WHAT YOU SHOULD DO » Look through the lines below, find those with the word "dates", and copy them.

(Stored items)
Start of Block

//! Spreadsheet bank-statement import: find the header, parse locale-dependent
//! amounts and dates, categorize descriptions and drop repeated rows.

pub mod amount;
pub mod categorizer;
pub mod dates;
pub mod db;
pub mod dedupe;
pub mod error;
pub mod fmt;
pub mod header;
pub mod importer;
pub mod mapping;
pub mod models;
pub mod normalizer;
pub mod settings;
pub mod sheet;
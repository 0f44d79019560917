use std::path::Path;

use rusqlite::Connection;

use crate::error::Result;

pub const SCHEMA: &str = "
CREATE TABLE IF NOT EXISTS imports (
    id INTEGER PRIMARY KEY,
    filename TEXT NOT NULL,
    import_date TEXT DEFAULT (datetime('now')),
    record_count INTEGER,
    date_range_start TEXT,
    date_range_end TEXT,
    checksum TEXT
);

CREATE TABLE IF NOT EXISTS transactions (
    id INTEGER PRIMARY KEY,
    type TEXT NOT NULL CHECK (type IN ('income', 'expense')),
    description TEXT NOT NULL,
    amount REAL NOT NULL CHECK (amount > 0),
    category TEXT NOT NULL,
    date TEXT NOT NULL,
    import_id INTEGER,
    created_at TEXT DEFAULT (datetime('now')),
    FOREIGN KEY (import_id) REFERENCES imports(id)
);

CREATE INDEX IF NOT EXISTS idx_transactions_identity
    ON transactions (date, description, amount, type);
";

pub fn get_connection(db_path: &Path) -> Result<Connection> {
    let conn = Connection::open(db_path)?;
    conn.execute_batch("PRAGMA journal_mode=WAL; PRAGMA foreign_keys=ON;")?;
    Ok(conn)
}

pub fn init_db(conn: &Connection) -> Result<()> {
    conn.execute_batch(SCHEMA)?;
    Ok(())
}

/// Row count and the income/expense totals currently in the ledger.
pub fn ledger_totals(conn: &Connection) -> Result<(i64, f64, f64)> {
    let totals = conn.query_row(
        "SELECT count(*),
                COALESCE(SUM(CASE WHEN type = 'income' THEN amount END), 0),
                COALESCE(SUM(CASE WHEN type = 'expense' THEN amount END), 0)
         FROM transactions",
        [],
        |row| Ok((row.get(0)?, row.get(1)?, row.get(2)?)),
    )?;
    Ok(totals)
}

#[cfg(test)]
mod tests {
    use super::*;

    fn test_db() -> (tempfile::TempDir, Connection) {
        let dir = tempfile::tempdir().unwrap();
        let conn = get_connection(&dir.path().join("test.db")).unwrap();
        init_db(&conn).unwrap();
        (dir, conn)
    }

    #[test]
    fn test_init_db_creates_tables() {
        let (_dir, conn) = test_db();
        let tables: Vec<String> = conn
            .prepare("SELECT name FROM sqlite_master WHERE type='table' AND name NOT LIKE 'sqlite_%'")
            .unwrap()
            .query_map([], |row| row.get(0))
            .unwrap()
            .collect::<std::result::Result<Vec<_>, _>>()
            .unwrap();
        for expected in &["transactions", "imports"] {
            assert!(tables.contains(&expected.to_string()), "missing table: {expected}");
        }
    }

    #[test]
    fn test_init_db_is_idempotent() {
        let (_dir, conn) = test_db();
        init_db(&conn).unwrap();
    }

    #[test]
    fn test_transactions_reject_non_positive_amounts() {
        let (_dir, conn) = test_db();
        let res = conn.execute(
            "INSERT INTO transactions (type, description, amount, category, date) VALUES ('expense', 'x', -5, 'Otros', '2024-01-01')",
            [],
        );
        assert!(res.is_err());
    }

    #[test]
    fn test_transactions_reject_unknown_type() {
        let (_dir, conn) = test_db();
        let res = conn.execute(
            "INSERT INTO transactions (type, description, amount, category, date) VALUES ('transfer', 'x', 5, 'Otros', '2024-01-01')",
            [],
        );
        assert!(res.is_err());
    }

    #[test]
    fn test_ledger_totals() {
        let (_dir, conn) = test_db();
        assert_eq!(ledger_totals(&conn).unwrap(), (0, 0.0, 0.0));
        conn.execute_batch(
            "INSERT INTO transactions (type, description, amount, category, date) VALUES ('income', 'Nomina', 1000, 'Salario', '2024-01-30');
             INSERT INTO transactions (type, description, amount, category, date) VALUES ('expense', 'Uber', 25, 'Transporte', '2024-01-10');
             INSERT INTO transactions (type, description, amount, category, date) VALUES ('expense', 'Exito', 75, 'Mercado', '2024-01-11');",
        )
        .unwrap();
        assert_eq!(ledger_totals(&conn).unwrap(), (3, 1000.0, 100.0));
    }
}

End of Block

RESPONSE TO THE TASK »
//! amounts and dates, categorize descriptions and drop repeated rows.
pub mod dates;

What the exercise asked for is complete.